On another note, I saw an interview with Kyle Bass and A former U.S airforce general about China's thirst for power and the communist party. It truly is the stuff of nightmare. The concentration camps, forced organ harvesting… Its what Hitler and Stalin used to do. All 3 regimes were led by sadistic atheists. China still stands because they played their cards better and because they are much more patient.
The instathot you just included was exactly what I needed after this. I think that she is the most deliciously feminine woman you ever posted.
It will be like the previous seasons without celebrities and stuff like that if I'm not mistaken
That's my impression as well.

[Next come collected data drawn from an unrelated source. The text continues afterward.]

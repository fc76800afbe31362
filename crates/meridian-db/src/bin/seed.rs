//! # Seed Data Generator
//!
//! Populates a database with development data: products, initial stock
//! (routed through the adjustment ledger, so the seeded world already
//! satisfies the ledger invariant), and a handful of recorded sales to
//! reverse against.
//!
//! ## Usage
//! ```bash
//! # Seed 50 products into ./meridian.db (defaults)
//! cargo run -p meridian-db --bin seed
//!
//! # Custom amount and path
//! cargo run -p meridian-db --bin seed -- --count 200 --db ./data/meridian.db
//! ```

use chrono::Utc;
use std::env;
use tracing::info;

use meridian_core::{PaymentMethod, Quantity, Sale, SaleItem, StockAdjustmentType};
use meridian_db::repository::product::new_product;
use meridian_db::repository::sale::{generate_receipt_number, generate_sale_id, generate_sale_item_id};
use meridian_db::{Database, DbConfig, StockChangeRequest};

/// Product categories for realistic development data.
const CATEGORIES: &[(&str, &[&str])] = &[
    (
        "BEV",
        &[
            "Coca-Cola 330ml",
            "Sprite 330ml",
            "Still Water 500ml",
            "Orange Juice 1L",
            "Iced Tea 500ml",
        ],
    ),
    (
        "SNK",
        &["Potato Chips", "Salted Peanuts", "Chocolate Bar", "Biscuits", "Chewing Gum"],
    ),
    (
        "GRC",
        &["Rice 1kg", "Spaghetti 500g", "Tomato Paste", "Cooking Oil 1L", "Sugar 1kg"],
    ),
    (
        "DRY",
        &["Milk 1L", "Butter 250g", "Yogurt 500g", "Eggs (12)", "Cheese 200g"],
    ),
];

#[tokio::main]
async fn main() -> Result<(), Box<dyn std::error::Error>> {
    tracing_subscriber::fmt()
        .with_env_filter(
            tracing_subscriber::EnvFilter::try_from_default_env()
                .unwrap_or_else(|_| tracing_subscriber::EnvFilter::new("info")),
        )
        .init();

    let (db_path, count) = parse_args();

    info!(db_path = %db_path, count, "Seeding development data");

    let db = Database::new(DbConfig::new(&db_path)).await?;

    let mut product_ids = Vec::with_capacity(count);
    for index in 0..count {
        let (category, names) = CATEGORIES[index % CATEGORIES.len()];
        let name = names[(index / CATEGORIES.len()) % names.len()];
        let sku = format!("{category}-{:04}", index + 1);
        // Prices spread 0.99 .. 19.99, deterministic per index
        let price_cents = 99 + ((index as i64 * 137) % 1900);

        let product = new_product(&sku, name, price_cents);
        db.products().insert(&product).await?;

        // Initial stock through the ledger: 10..59 units
        let units = 10 + (index as i64 % 50);
        db.stock()
            .adjust(StockChangeRequest {
                product_id: product.id.clone(),
                adjustment_type: StockAdjustmentType::InitialStock,
                change: Quantity::from_units(units),
                reason: None,
                user_id: None,
            })
            .await
            .map_err(|e| e.to_string())?;

        product_ids.push((product.id, price_cents));
    }

    info!(products = product_ids.len(), "Products seeded");

    // A few recorded sales to exercise reversals against
    let mut sales = 0usize;
    for chunk in product_ids.chunks(5).take(4) {
        let sale_id = record_demo_sale(&db, chunk).await?;
        info!(sale_id = %sale_id, "Demo sale recorded");
        sales += 1;
    }

    info!(sales, "Seed complete");
    db.close().await;
    Ok(())
}

/// Records one sale of 2 units of each given product, cash, 5% discount,
/// and draws the sold stock down through the ledger.
async fn record_demo_sale(
    db: &Database,
    products: &[(String, i64)],
) -> Result<String, Box<dyn std::error::Error>> {
    let sale_id = generate_sale_id();
    let now = Utc::now();
    let quantity = Quantity::from_units(2);

    let subtotal: i64 = products.iter().map(|(_, price)| price * 2).sum();
    let discount = subtotal / 20;

    db.sales()
        .insert_sale(&Sale {
            id: sale_id.clone(),
            receipt_number: generate_receipt_number(),
            reverses_sale_id: None,
            user_id: "seed-cashier".to_string(),
            payment_method: PaymentMethod::Cash,
            subtotal_cents: subtotal,
            discount_cents: discount,
            total_cents: subtotal - discount,
            created_at: now,
        })
        .await?;

    for (position, (product_id, price)) in products.iter().enumerate() {
        db.sales()
            .add_item(&SaleItem {
                id: generate_sale_item_id(),
                sale_id: sale_id.clone(),
                product_id: product_id.clone(),
                quantity,
                unit_price_cents: *price,
                line_total_cents: price * 2,
                position: position as i64,
                created_at: now,
            })
            .await?;

        db.stock()
            .adjust(StockChangeRequest {
                product_id: product_id.clone(),
                adjustment_type: StockAdjustmentType::Sale,
                change: -quantity,
                reason: None,
                user_id: Some("seed-cashier".to_string()),
            })
            .await
            .map_err(|e| e.to_string())?;
    }

    Ok(sale_id)
}

/// Parses `--db <path>` and `--count <n>` from the command line.
fn parse_args() -> (String, usize) {
    let mut db_path = "./meridian.db".to_string();
    let mut count = 50usize;

    let args: Vec<String> = env::args().collect();
    let mut iter = args.iter().skip(1);
    while let Some(arg) = iter.next() {
        match arg.as_str() {
            "--db" => {
                if let Some(value) = iter.next() {
                    db_path = value.clone();
                }
            }
            "--count" => {
                if let Some(value) = iter.next() {
                    count = value.parse().unwrap_or(count);
                }
            }
            other => {
                eprintln!("Unknown argument: {other} (expected --db <path>, --count <n>)");
            }
        }
    }

    (db_path, count)
}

I'd watch a video of them just crashing at random at this point, it would still be better than 99% of the other shit on TV and streaming.
Either way, you can still listen to these 3 having a conversation in a pub and it would still be more interesting than BBC's monstrosity
Correct.
China still stands because they played their cards better and because they are much more patient.
And also because, unlike most Western countries at this point, they are still an actual nation with a strong unified code of morality. Never mind that it is a moral code that Westerners find absolutely abhorrent, the fact is that they do have one.
The instathot you just included was exactly what I needed after this.
Russian girls do tend to have that effect. They really are the best.
OT, my father died on Monday afternoon. Any prayers would be appreciated.